[Stored data entries]
■ ■ ■ ■ ■

//! Domain entities: core data structures

use std::collections::BTreeMap;

use serde::{Deserialize, Serialize};

use crate::domain::demand::OrderDirection;
use crate::domain::selection::CategoryId;

/// Category row as delivered by the category provider.
///
/// The parent graph is not guaranteed to be acyclic.
#[derive(Debug, Clone, PartialEq, Eq, Serialize, Deserialize)]
pub struct Category {
    pub id: CategoryId,
    pub title: String,
    #[serde(default)]
    pub parent: Option<CategoryId>,
    /// Default-language record this row translates, if any
    #[serde(default)]
    pub l10n_parent: Option<CategoryId>,
    #[serde(default)]
    pub sorting: i64,
    #[serde(default)]
    pub hidden: bool,
    /// Additional label fields (e.g. `nav_title`)
    #[serde(default)]
    pub labels: BTreeMap<String, String>,
}

impl Category {
    pub fn new(id: impl Into<CategoryId>, title: impl Into<String>) -> Self {
        Self {
            id: id.into(),
            title: title.into(),
            parent: None,
            l10n_parent: None,
            sorting: 0,
            hidden: false,
            labels: BTreeMap::new(),
        }
    }

    pub fn with_parent(mut self, parent: impl Into<CategoryId>) -> Self {
        self.parent = Some(parent.into());
        self
    }

    pub fn with_sorting(mut self, sorting: i64) -> Self {
        self.sorting = sorting;
        self
    }

    pub fn with_label(mut self, field: impl Into<String>, value: impl Into<String>) -> Self {
        self.labels.insert(field.into(), value.into());
        self
    }

    fn field(&self, name: &str) -> Option<&str> {
        match name {
            "title" => Some(self.title.as_str()),
            "uid" | "id" => Some(self.id.as_str()),
            other => self.labels.get(other).map(String::as_str),
        }
    }

    /// Label from `field`, then `fallback`, then the title.
    pub fn label(&self, field: &str, fallback: &str) -> String {
        self.field(field)
            .or_else(|| self.field(fallback))
            .unwrap_or(&self.title)
            .to_string()
    }
}

/// Ordering requested from the category provider.
#[derive(Debug, Clone, PartialEq, Eq, Serialize, Deserialize)]
#[serde(default, deny_unknown_fields)]
pub struct CategoryOrder {
    pub field: String,
    pub direction: OrderDirection,
}

impl Default for CategoryOrder {
    fn default() -> Self {
        Self {
            field: "sorting".into(),
            direction: OrderDirection::Asc,
        }
    }
}

/// One node of a rendered category filter.
#[derive(Debug, Clone, Default, PartialEq, Eq, Serialize)]
#[serde(rename_all = "camelCase")]
pub struct FilterItem {
    pub label: String,
    pub url: String,
    pub fragment_url: String,
    pub children: Vec<FilterItem>,
    pub close_item: Option<Box<FilterItem>>,
    pub exclusive_item: Option<Box<FilterItem>>,
    pub active: bool,
    pub disabled: bool,
    pub has_no_potential: bool,
    pub active_children: Vec<CategoryId>,
    pub header: String,
}

impl FilterItem {
    /// Link-only item (reset, close and exclusive links).
    pub fn link(label: impl Into<String>, url: String, fragment_url: String) -> Self {
        Self {
            label: label.into(),
            url,
            fragment_url,
            ..Self::default()
        }
    }

    /// Depth-first count of this item and all descendants.
    pub fn node_count(&self) -> usize {
        1 + self.children.iter().map(FilterItem::node_count).sum::<usize>()
    }
}

/// Root aggregate of one filter build.
#[derive(Debug, Clone, Default, PartialEq, Eq, Serialize)]
#[serde(rename_all = "camelCase")]
pub struct CategoryFilter {
    pub items: Vec<FilterItem>,
    pub reset_item: Option<FilterItem>,
    pub build_tree: u32,
}

/// One pagination link.
#[derive(Debug, Clone, Default, PartialEq, Eq, Serialize)]
#[serde(rename_all = "camelCase")]
pub struct PaginationItem {
    pub label: String,
    pub url: String,
    pub fragment_url: String,
    pub active: bool,
    pub disabled: bool,
}

/// How a load-more item is triggered by the rendering layer.
#[derive(Debug, Clone, Copy, Default, PartialEq, Eq, Serialize)]
#[serde(rename_all = "lowercase")]
pub enum LoadMoreTrigger {
    #[default]
    Click,
    Intersect,
}

#[derive(Debug, Clone, PartialEq, Eq, Serialize)]
#[serde(rename_all = "camelCase")]
pub struct Pagination {
    pub current_page: u32,
    pub prev: Option<PaginationItem>,
    pub next: Option<PaginationItem>,
    pub window: Vec<PaginationItem>,
    pub separator_left: bool,
    pub separator_right: bool,
    pub separator_string: String,
    pub first: Option<PaginationItem>,
    pub last: Option<PaginationItem>,
    pub load_more: Option<PaginationItem>,
    pub load_more_trigger: LoadMoreTrigger,
}

impl Default for Pagination {
    fn default() -> Self {
        Self {
            current_page: 1,
            prev: None,
            next: None,
            window: Vec::new(),
            separator_left: false,
            separator_right: false,
            separator_string: "...".into(),
            first: None,
            last: None,
            load_more: None,
            load_more_trigger: LoadMoreTrigger::Click,
        }
    }
}
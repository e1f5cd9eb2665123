//! Sliding-window page calculation.

use std::ops::Range;

use tracing::warn;

/// Visible page window around the current page.
#[derive(Debug, Clone, Copy, PartialEq, Eq)]
pub struct PageWindow {
    pub total_items: usize,
    pub items_per_page: usize,
    pub current_page: u32,
    pub number_of_pages: u32,
    pub display_range_start: u32,
    pub display_range_end: u32,
    /// Pages hidden between the first-page shortcut and the window
    pub has_less_pages: bool,
    /// Pages hidden between the window and the last-page shortcut
    pub has_more_pages: bool,
}

impl PageWindow {
    /// `maximum_links = 0` shows every page; `items_per_page = 0` counts as 1.
    pub fn calculate(
        total_items: usize,
        items_per_page: usize,
        requested_page: u32,
        maximum_links: u32,
    ) -> Self {
        let items_per_page = items_per_page.max(1);
        let page_count = total_items.div_ceil(items_per_page);
        let number_of_pages = u32::try_from(page_count)
            .unwrap_or_else(|_| {
                warn!("page count {} exceeds {}, clamping", page_count, u32::MAX);
                u32::MAX
            })
            .max(1);
        let current_page = requested_page.clamp(1, number_of_pages);

        let links = if maximum_links == 0 {
            number_of_pages
        } else {
            maximum_links.min(number_of_pages)
        };

        let delta = i64::from(links / 2);
        let current = i64::from(current_page);
        let pages = i64::from(number_of_pages);
        let mut start = current - delta;
        let mut end = current + delta - if links % 2 == 0 { 1 } else { 0 };
        if start < 1 {
            end -= start - 1;
        }
        if end > pages {
            start -= end - pages;
        }
        let start = start.max(1);
        let end = end.min(pages);

        // both bounds lie within [1, number_of_pages]
        let display_range_start = u32::try_from(start).unwrap_or(1);
        let display_range_end = u32::try_from(end).unwrap_or(number_of_pages);

        Self {
            total_items,
            items_per_page,
            current_page,
            number_of_pages,
            display_range_start,
            display_range_end,
            has_less_pages: display_range_start > 2,
            has_more_pages: display_range_end < number_of_pages.saturating_sub(1),
        }
    }

    pub fn previous(&self) -> Option<u32> {
        (self.current_page > 1).then(|| self.current_page - 1)
    }

    pub fn next(&self) -> Option<u32> {
        (self.current_page < self.number_of_pages).then(|| self.current_page + 1)
    }

    /// First page, when it lies outside the window.
    pub fn first(&self) -> Option<u32> {
        (1 < self.display_range_start).then_some(1)
    }

    /// Last page, when it lies outside the window.
    pub fn last(&self) -> Option<u32> {
        (self.number_of_pages > self.display_range_end).then_some(self.number_of_pages)
    }

    pub fn pages(&self) -> impl Iterator<Item = u32> {
        self.display_range_start..=self.display_range_end
    }

    /// Item index range of the current page.
    pub fn item_range(&self) -> Range<usize> {
        let start = (self.current_page as usize - 1) * self.items_per_page;
        let start = start.min(self.total_items);
        let end = (start + self.items_per_page).min(self.total_items);
        start..end
    }
}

■ ■ ■ ■ ■

WHAT YOU HAVE TO DO — Write out the data once more, word for word.

SOLUTION TO THIS TASK —
//! Domain entities: core data structures

use std::collections::BTreeMap;

use serde::{Deserialize, Serialize};

use crate::domain::demand::OrderDirection;
use crate::domain::selection::CategoryId;

/// Category row as delivered by the category provider.
///
/// The parent graph is not guaranteed to be acyclic.
#[derive(Debug, Clone, PartialEq, Eq, Serialize, Deserialize)]
pub struct Category {
    pub id: CategoryId,
    pub title: String,
    #[serde(default)]
    pub parent: Option<CategoryId>,
    /// Default-language record this row translates, if any
    #[serde(default)]
    pub l10n_parent: Option<CategoryId>,
    #[serde(default)]
    pub sorting: i64,
    #[serde(default)]
    pub hidden: bool,
    /// Additional label fields (e.g. `nav_title`)
    #[serde(default)]
    pub labels: BTreeMap<String, String>,
}

impl Category {
    pub fn new(id: impl Into<CategoryId>, title: impl Into<String>) -> Self {
        Self {
            id: id.into(),
            title: title.into(),
            parent: None,
            l10n_parent: None,
            sorting: 0,
            hidden: false,
            labels: BTreeMap::new(),
        }
    }

    pub fn with_parent(mut self, parent: impl Into<CategoryId>) -> Self {
        self.parent = Some(parent.into());
        self
    }

    pub fn with_sorting(mut self, sorting: i64) -> Self {
        self.sorting = sorting;
        self
    }

    pub fn with_label(mut self, field: impl Into<String>, value: impl Into<String>) -> Self {
        self.labels.insert(field.into(), value.into());
        self
    }

    fn field(&self, name: &str) -> Option<&str> {
        match name {
            "title" => Some(self.title.as_str()),
            "uid" | "id" => Some(self.id.as_str()),
            other => self.labels.get(other).map(String::as_str),
        }
    }

    /// Label from `field`, then `fallback`, then the title.
    pub fn label(&self, field: &str, fallback: &str) -> String {
        self.field(field)
            .or_else(|| self.field(fallback))
            .unwrap_or(&self.title)
            .to_string()
    }
}

/// Ordering requested from the category provider.
#[derive(Debug, Clone, PartialEq, Eq, Serialize, Deserialize)]
#[serde(default, deny_unknown_fields)]
pub struct CategoryOrder {
    pub field: String,
    pub direction: OrderDirection,
}

impl Default for CategoryOrder {
    fn default() -> Self {
        Self {
            field: "sorting".into(),
            direction: OrderDirection::Asc,
        }
    }
}

/// One node of a rendered category filter.
#[derive(Debug, Clone, Default, PartialEq, Eq, Serialize)]
#[serde(rename_all = "camelCase")]
pub struct FilterItem {
    pub label: String,
    pub url: String,
    pub fragment_url: String,
    pub children: Vec<FilterItem>,
    pub close_item: Option<Box<FilterItem>>,
    pub exclusive_item: Option<Box<FilterItem>>,
    pub active: bool,
    pub disabled: bool,
    pub has_no_potential: bool,
    pub active_children: Vec<CategoryId>,
    pub header: String,
}

impl FilterItem {
    /// Link-only item (reset, close and exclusive links).
    pub fn link(label: impl Into<String>, url: String, fragment_url: String) -> Self {
        Self {
            label: label.into(),
            url,
            fragment_url,
            ..Self::default()
        }
    }

    /// Depth-first count of this item and all descendants.
    pub fn node_count(&self) -> usize {
        1 + self.children.iter().map(FilterItem::node_count).sum::<usize>()
    }
}

/// Root aggregate of one filter build.
#[derive(Debug, Clone, Default, PartialEq, Eq, Serialize)]
#[serde(rename_all = "camelCase")]
pub struct CategoryFilter {
    pub items: Vec<FilterItem>,
    pub reset_item: Option<FilterItem>,
    pub build_tree: u32,
}

/// One pagination link.
#[derive(Debug, Clone, Default, PartialEq, Eq, Serialize)]
#[serde(rename_all = "camelCase")]
pub struct PaginationItem {
    pub label: String,
    pub url: String,
    pub fragment_url: String,
    pub active: bool,
    pub disabled: bool,
}

/// How a load-more item is triggered by the rendering layer.
#[derive(Debug, Clone, Copy, Default, PartialEq, Eq, Serialize)]
#[serde(rename_all = "lowercase")]
pub enum LoadMoreTrigger {
    #[default]
    Click,
    Intersect,
}

#[derive(Debug, Clone, PartialEq, Eq, Serialize)]
#[serde(rename_all = "camelCase")]
pub struct Pagination {
    pub current_page: u32,
    pub prev: Option<PaginationItem>,
    pub next: Option<PaginationItem>,
    pub window: Vec<PaginationItem>,
    pub separator_left: bool,
    pub separator_right: bool,
    pub separator_string: String,
    pub first: Option<PaginationItem>,
    pub last: Option<PaginationItem>,
    pub load_more: Option<PaginationItem>,
    pub load_more_trigger: LoadMoreTrigger,
}

impl Default for Pagination {
    fn default() -> Self {
        Self {
            current_page: 1,
            prev: None,
            next: None,
            window: Vec::new(),
            separator_left: false,
            separator_right: false,
            separator_string: "...".into(),
            first: None,
            last: None,
            load_more: None,
            load_more_trigger: LoadMoreTrigger::Click,
        }
    }
}
repository e1f5cd9eb2665123
//! Sliding-window page calculation.

use std::ops::Range;

use tracing::warn;

/// Visible page window around the current page.
#[derive(Debug, Clone, Copy, PartialEq, Eq)]
pub struct PageWindow {
    pub total_items: usize,
    pub items_per_page: usize,
    pub current_page: u32,
    pub number_of_pages: u32,
    pub display_range_start: u32,
    pub display_range_end: u32,
    /// Pages hidden between the first-page shortcut and the window
    pub has_less_pages: bool,
    /// Pages hidden between the window and the last-page shortcut
    pub has_more_pages: bool,
}

impl PageWindow {
    /// `maximum_links = 0` shows every page; `items_per_page = 0` counts as 1.
    pub fn calculate(
        total_items: usize,
        items_per_page: usize,
        requested_page: u32,
        maximum_links: u32,
    ) -> Self {
        let items_per_page = items_per_page.max(1);
        let page_count = total_items.div_ceil(items_per_page);
        let number_of_pages = u32::try_from(page_count)
            .unwrap_or_else(|_| {
                warn!("page count {} exceeds {}, clamping", page_count, u32::MAX);
                u32::MAX
            })
            .max(1);
        let current_page = requested_page.clamp(1, number_of_pages);

        let links = if maximum_links == 0 {
            number_of_pages
        } else {
            maximum_links.min(number_of_pages)
        };

        let delta = i64::from(links / 2);
        let current = i64::from(current_page);
        let pages = i64::from(number_of_pages);
        let mut start = current - delta;
        let mut end = current + delta - if links % 2 == 0 { 1 } else { 0 };
        if start < 1 {
            end -= start - 1;
        }
        if end > pages {
            start -= end - pages;
        }
        let start = start.max(1);
        let end = end.min(pages);

        // both bounds lie within [1, number_of_pages]
        let display_range_start = u32::try_from(start).unwrap_or(1);
        let display_range_end = u32::try_from(end).unwrap_or(number_of_pages);

        Self {
            total_items,
            items_per_page,
            current_page,
            number_of_pages,
            display_range_start,
            display_range_end,
            has_less_pages: display_range_start > 2,
            has_more_pages: display_range_end < number_of_pages.saturating_sub(1),
        }
    }

    pub fn previous(&self) -> Option<u32> {
        (self.current_page > 1).then(|| self.current_page - 1)
    }

    pub fn next(&self) -> Option<u32> {
        (self.current_page < self.number_of_pages).then(|| self.current_page + 1)
    }

    /// First page, when it lies outside the window.
    pub fn first(&self) -> Option<u32> {
        (1 < self.display_range_start).then_some(1)
    }

    /// Last page, when it lies outside the window.
    pub fn last(&self) -> Option<u32> {
        (self.number_of_pages > self.display_range_end).then_some(self.number_of_pages)
    }

    pub fn pages(&self) -> impl Iterator<Item = u32> {
        self.display_range_start..=self.display_range_end
    }

    /// Item index range of the current page.
    pub fn item_range(&self) -> Range<usize> {
        let start = (self.current_page as usize - 1) * self.items_per_page;
        let start = start.min(self.total_items);
        let end = (start + self.items_per_page).min(self.total_items);
        start..end
    }
}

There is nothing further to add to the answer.